TASK STATEMENT: Go through the data below. Pull out every line that has the word "Self".

RECORDED INFORMATION:
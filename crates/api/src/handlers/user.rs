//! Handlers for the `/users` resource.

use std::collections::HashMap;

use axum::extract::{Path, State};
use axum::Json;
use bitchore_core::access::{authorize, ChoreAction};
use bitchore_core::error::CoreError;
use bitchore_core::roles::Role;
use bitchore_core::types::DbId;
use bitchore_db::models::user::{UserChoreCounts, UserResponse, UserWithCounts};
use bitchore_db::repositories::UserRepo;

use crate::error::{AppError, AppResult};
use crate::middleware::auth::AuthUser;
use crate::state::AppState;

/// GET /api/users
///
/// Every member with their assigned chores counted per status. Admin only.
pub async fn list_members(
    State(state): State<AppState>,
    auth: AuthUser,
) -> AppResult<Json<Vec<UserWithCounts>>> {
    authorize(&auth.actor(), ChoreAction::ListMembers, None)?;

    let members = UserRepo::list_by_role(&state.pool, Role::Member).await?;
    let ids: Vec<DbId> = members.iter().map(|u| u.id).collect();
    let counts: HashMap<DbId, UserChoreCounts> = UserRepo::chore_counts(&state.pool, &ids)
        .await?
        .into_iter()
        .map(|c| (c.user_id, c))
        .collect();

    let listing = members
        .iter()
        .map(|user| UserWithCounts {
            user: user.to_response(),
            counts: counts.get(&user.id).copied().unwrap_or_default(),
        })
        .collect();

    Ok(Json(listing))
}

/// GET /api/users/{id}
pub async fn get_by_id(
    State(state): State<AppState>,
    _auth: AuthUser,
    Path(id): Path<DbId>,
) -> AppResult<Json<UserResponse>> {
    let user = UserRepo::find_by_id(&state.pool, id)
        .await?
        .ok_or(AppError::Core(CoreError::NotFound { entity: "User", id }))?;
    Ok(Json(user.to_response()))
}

* * *

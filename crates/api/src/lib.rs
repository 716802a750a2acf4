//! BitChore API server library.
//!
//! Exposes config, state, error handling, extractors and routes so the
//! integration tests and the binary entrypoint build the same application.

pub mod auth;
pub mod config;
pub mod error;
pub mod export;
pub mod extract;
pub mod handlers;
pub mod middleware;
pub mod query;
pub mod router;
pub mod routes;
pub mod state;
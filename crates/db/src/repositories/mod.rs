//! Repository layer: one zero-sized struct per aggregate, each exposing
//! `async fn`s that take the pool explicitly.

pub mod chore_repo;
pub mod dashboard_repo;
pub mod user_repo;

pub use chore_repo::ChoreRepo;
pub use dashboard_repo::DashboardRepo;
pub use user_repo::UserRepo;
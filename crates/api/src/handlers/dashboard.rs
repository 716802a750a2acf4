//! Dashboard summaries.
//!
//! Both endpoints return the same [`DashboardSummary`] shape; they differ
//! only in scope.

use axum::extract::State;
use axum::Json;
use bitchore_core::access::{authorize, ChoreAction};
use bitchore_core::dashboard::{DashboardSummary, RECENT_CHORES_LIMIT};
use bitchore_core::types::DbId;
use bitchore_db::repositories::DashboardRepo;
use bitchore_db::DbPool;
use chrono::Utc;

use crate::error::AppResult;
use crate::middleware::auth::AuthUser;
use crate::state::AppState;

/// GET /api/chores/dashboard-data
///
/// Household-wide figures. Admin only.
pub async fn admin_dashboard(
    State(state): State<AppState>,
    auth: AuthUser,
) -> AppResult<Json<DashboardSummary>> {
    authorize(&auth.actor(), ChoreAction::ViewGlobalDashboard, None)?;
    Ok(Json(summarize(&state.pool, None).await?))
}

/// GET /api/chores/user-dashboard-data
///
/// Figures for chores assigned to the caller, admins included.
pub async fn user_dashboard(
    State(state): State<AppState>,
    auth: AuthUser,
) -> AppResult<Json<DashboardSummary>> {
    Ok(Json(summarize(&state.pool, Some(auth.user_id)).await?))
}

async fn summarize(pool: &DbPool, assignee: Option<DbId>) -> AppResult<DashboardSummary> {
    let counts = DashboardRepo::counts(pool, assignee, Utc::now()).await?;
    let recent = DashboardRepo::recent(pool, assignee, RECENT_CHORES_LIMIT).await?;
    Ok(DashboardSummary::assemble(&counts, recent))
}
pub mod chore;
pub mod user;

==

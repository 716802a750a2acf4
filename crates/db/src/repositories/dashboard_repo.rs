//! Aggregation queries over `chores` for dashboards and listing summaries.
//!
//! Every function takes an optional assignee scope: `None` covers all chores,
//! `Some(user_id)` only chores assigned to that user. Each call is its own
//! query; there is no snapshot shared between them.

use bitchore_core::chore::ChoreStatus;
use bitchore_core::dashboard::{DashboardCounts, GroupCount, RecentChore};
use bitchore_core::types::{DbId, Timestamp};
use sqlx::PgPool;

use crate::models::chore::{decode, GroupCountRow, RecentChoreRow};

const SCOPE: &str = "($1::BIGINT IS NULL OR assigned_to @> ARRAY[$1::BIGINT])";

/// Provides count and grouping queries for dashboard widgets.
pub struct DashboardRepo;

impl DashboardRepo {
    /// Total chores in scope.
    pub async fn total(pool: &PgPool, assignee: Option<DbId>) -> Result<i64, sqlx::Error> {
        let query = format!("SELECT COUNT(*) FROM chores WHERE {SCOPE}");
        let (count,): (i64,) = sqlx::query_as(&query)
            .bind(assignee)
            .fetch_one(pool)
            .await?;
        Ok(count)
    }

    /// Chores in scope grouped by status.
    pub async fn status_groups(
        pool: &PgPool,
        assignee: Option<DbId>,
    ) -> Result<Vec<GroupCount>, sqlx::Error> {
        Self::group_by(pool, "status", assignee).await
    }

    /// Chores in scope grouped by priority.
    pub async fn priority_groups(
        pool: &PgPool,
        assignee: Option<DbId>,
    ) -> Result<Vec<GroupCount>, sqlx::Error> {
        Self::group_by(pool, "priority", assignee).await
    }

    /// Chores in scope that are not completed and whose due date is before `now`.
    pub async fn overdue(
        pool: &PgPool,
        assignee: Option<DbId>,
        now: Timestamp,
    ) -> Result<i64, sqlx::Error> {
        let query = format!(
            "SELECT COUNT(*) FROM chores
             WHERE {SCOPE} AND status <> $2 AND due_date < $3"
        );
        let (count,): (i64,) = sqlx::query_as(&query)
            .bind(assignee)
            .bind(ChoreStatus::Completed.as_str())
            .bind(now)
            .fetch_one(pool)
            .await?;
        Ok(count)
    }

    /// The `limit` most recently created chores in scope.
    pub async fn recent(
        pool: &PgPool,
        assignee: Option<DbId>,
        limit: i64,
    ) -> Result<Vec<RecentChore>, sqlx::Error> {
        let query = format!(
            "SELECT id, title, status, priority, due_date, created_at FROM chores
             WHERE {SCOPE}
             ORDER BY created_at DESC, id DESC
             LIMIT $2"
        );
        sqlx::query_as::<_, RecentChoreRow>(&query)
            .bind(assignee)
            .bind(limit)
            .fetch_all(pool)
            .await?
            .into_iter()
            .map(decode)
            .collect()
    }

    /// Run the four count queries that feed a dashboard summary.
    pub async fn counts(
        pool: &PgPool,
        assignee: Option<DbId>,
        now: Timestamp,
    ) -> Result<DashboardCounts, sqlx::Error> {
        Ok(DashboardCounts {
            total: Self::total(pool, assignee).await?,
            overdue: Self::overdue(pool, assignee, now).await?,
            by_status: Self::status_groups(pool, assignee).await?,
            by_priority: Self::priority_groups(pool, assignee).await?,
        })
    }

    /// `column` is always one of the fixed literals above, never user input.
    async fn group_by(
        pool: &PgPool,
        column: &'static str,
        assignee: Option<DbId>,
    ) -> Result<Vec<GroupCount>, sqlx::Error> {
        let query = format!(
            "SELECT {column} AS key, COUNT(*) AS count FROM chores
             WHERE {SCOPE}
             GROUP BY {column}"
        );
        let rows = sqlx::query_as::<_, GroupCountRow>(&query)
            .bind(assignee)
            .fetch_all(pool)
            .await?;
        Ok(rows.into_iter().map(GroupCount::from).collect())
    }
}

ANSWER AREA:
        Self::group_by(pool, "status", assignee).await
        Self::group_by(pool, "priority", assignee).await
            total: Self::total(pool, assignee).await?,
            overdue: Self::overdue(pool, assignee, now).await?,
            by_status: Self::status_groups(pool, assignee).await?,
            by_priority: Self::priority_groups(pool, assignee).await?,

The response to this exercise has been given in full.